— INSTRUCTIONS FOR THE TASK —
In this exercise, reproduce all the entries that follow exactly.

— EXTRACTED MATERIAL —
use std::{
    sync::atomic::{AtomicU64, Ordering},
    time::{Duration, Instant},
};

/// Receives the periodic traffic profile of a hub
pub trait MetricsSink: Send + Sync {
    fn report(&self, profile: HostProfile);
}

/// Traffic of one class of links over the last report interval
#[derive(Clone, Copy, Debug, Default, PartialEq, Eq)]
pub struct LinkPulse {
    pub link_count: u64,
    /// Per second, over the interval
    pub event_rate: u64,
    /// Since the hub was created
    pub event_count: u64,
    pub command_rate: u64,
    pub command_count: u64,
}

/// Raw envelope traffic on the connection
#[derive(Clone, Copy, Debug, Default, PartialEq, Eq)]
pub struct AgentPulse {
    pub read_rate: u64,
    pub read_count: u64,
    pub write_rate: u64,
    pub write_count: u64,
}

#[derive(Clone, Copy, Debug, Default, PartialEq, Eq)]
pub struct HostProfile {
    pub node_count: u64,
    pub agent_pulse: AgentPulse,
    pub downlink_pulse: LinkPulse,
    pub uplink_pulse: LinkPulse,
}

// Counter

/// Accumulates increments until sampled; sampling folds the pending delta
/// into the running total.
#[derive(Default)]
pub struct Counter {
    delta: AtomicU64,
    total: AtomicU64,
}

impl Counter {
    pub fn increment(&self) {
        self.delta.fetch_add(1, Ordering::Relaxed);
    }

    /// Returns `(delta, total)` and starts a new interval.
    pub fn sample(&self) -> (u64, u64) {
        let delta = self.delta.swap(0, Ordering::AcqRel);
        let total = self.total.fetch_add(delta, Ordering::AcqRel) + delta;
        (delta, total)
    }

    /// Everything counted so far, sampled or not
    pub fn count(&self) -> u64 {
        self.total.load(Ordering::Acquire) + self.delta.load(Ordering::Acquire)
    }
}

#[derive(Default)]
pub struct LinkCounters {
    pub open: Counter,
    pub close: Counter,
    pub event: Counter,
    pub command: Counter,
}

impl LinkCounters {
    /// Links opened and not yet closed
    pub fn link_count(&self) -> u64 {
        self.open.count().saturating_sub(self.close.count())
    }

    fn pulse(&self, dt_ms: u64) -> LinkPulse {
        let link_count = self.link_count();
        let (event_delta, event_count) = self.event.sample();
        let (command_delta, command_count) = self.command.sample();
        self.open.sample();
        self.close.sample();
        LinkPulse {
            link_count,
            event_rate: rate(event_delta, dt_ms),
            event_count,
            command_rate: rate(command_delta, dt_ms),
            command_count,
        }
    }
}

// HostMetrics

/// Traffic counters of one hub
pub struct HostMetrics {
    pub downlinks: LinkCounters,
    pub uplinks: LinkCounters,
    pub reads: Counter,
    pub writes: Counter,
    interval: Duration,
    epoch: Instant,
    /// Milliseconds after `epoch` of the last report
    last_report_ms: AtomicU64,
}

impl HostMetrics {
    pub fn new(interval: Duration) -> Self {
        Self {
            downlinks: LinkCounters::default(),
            uplinks: LinkCounters::default(),
            reads: Counter::default(),
            writes: Counter::default(),
            interval,
            epoch: Instant::now(),
            last_report_ms: AtomicU64::new(0),
        }
    }

    /// Samples every counter into a profile if at least one interval passed
    /// since the last one. Concurrent callers produce at most one profile.
    pub fn report_if_due(&self, now: Instant, node_count: usize) -> Option<HostProfile> {
        let now_ms = now.saturating_duration_since(self.epoch).as_millis() as u64;
        let interval_ms = self.interval.as_millis() as u64;
        let last_ms = self.last_report_ms.load(Ordering::Acquire);
        let dt_ms = now_ms.checked_sub(last_ms)?;
        if dt_ms < interval_ms || dt_ms == 0 {
            return None;
        }
        self.last_report_ms
            .compare_exchange(last_ms, now_ms, Ordering::AcqRel, Ordering::Acquire)
            .ok()?;

        let (read_delta, read_count) = self.reads.sample();
        let (write_delta, write_count) = self.writes.sample();
        Some(HostProfile {
            node_count: node_count as u64,
            agent_pulse: AgentPulse {
                read_rate: rate(read_delta, dt_ms),
                read_count,
                write_rate: rate(write_delta, dt_ms),
                write_count,
            },
            downlink_pulse: self.downlinks.pulse(dt_ms),
            uplink_pulse: self.uplinks.pulse(dt_ms),
        })
    }
}

fn rate(delta: u64, dt_ms: u64) -> u64 {
    delta.saturating_mul(1000) / dt_ms
}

— EXERCISE SOLUTION —
use std::{
    sync::atomic::{AtomicU64, Ordering},
    time::{Duration, Instant},
};

/// Receives the periodic traffic profile of a hub
pub trait MetricsSink: Send + Sync {
    fn report(&self, profile: HostProfile);
}

/// Traffic of one class of links over the last report interval
#[derive(Clone, Copy, Debug, Default, PartialEq, Eq)]
pub struct LinkPulse {
    pub link_count: u64,
    /// Per second, over the interval
    pub event_rate: u64,
    /// Since the hub was created
    pub event_count: u64,
    pub command_rate: u64,
    pub command_count: u64,
}

/// Raw envelope traffic on the connection
#[derive(Clone, Copy, Debug, Default, PartialEq, Eq)]
pub struct AgentPulse {
    pub read_rate: u64,
    pub read_count: u64,
    pub write_rate: u64,
    pub write_count: u64,
}

#[derive(Clone, Copy, Debug, Default, PartialEq, Eq)]
pub struct HostProfile {
    pub node_count: u64,
    pub agent_pulse: AgentPulse,
    pub downlink_pulse: LinkPulse,
    pub uplink_pulse: LinkPulse,
}

// Counter

/// Accumulates increments until sampled; sampling folds the pending delta
/// into the running total.
#[derive(Default)]
pub struct Counter {
    delta: AtomicU64,
    total: AtomicU64,
}

impl Counter {
    pub fn increment(&self) {
        self.delta.fetch_add(1, Ordering::Relaxed);
    }

    /// Returns `(delta, total)` and starts a new interval.
    pub fn sample(&self) -> (u64, u64) {
        let delta = self.delta.swap(0, Ordering::AcqRel);
        let total = self.total.fetch_add(delta, Ordering::AcqRel) + delta;
        (delta, total)
    }

    /// Everything counted so far, sampled or not
    pub fn count(&self) -> u64 {
        self.total.load(Ordering::Acquire) + self.delta.load(Ordering::Acquire)
    }
}

#[derive(Default)]
pub struct LinkCounters {
    pub open: Counter,
    pub close: Counter,
    pub event: Counter,
    pub command: Counter,
}

impl LinkCounters {
    /// Links opened and not yet closed
    pub fn link_count(&self) -> u64 {
        self.open.count().saturating_sub(self.close.count())
    }

    fn pulse(&self, dt_ms: u64) -> LinkPulse {
        let link_count = self.link_count();
        let (event_delta, event_count) = self.event.sample();
        let (command_delta, command_count) = self.command.sample();
        self.open.sample();
        self.close.sample();
        LinkPulse {
            link_count,
            event_rate: rate(event_delta, dt_ms),
            event_count,
            command_rate: rate(command_delta, dt_ms),
            command_count,
        }
    }
}

// HostMetrics

/// Traffic counters of one hub
pub struct HostMetrics {
    pub downlinks: LinkCounters,
    pub uplinks: LinkCounters,
    pub reads: Counter,
    pub writes: Counter,
    interval: Duration,
    epoch: Instant,
    /// Milliseconds after `epoch` of the last report
    last_report_ms: AtomicU64,
}

impl HostMetrics {
    pub fn new(interval: Duration) -> Self {
        Self {
            downlinks: LinkCounters::default(),
            uplinks: LinkCounters::default(),
            reads: Counter::default(),
            writes: Counter::default(),
            interval,
            epoch: Instant::now(),
            last_report_ms: AtomicU64::new(0),
        }
    }

    /// Samples every counter into a profile if at least one interval passed
    /// since the last one. Concurrent callers produce at most one profile.
    pub fn report_if_due(&self, now: Instant, node_count: usize) -> Option<HostProfile> {
        let now_ms = now.saturating_duration_since(self.epoch).as_millis() as u64;
        let interval_ms = self.interval.as_millis() as u64;
        let last_ms = self.last_report_ms.load(Ordering::Acquire);
        let dt_ms = now_ms.checked_sub(last_ms)?;
        if dt_ms < interval_ms || dt_ms == 0 {
            return None;
        }
        self.last_report_ms
            .compare_exchange(last_ms, now_ms, Ordering::AcqRel, Ordering::Acquire)
            .ok()?;

        let (read_delta, read_count) = self.reads.sample();
        let (write_delta, write_count) = self.writes.sample();
        Some(HostProfile {
            node_count: node_count as u64,
            agent_pulse: AgentPulse {
                read_rate: rate(read_delta, dt_ms),
                read_count,
                write_rate: rate(write_delta, dt_ms),
                write_count,
            },
            downlink_pulse: self.downlinks.pulse(dt_ms),
            uplink_pulse: self.uplinks.pulse(dt_ms),
        })
    }
}

fn rate(delta: u64, dt_ms: u64) -> u64 {
    delta.saturating_mul(1000) / dt_ms
}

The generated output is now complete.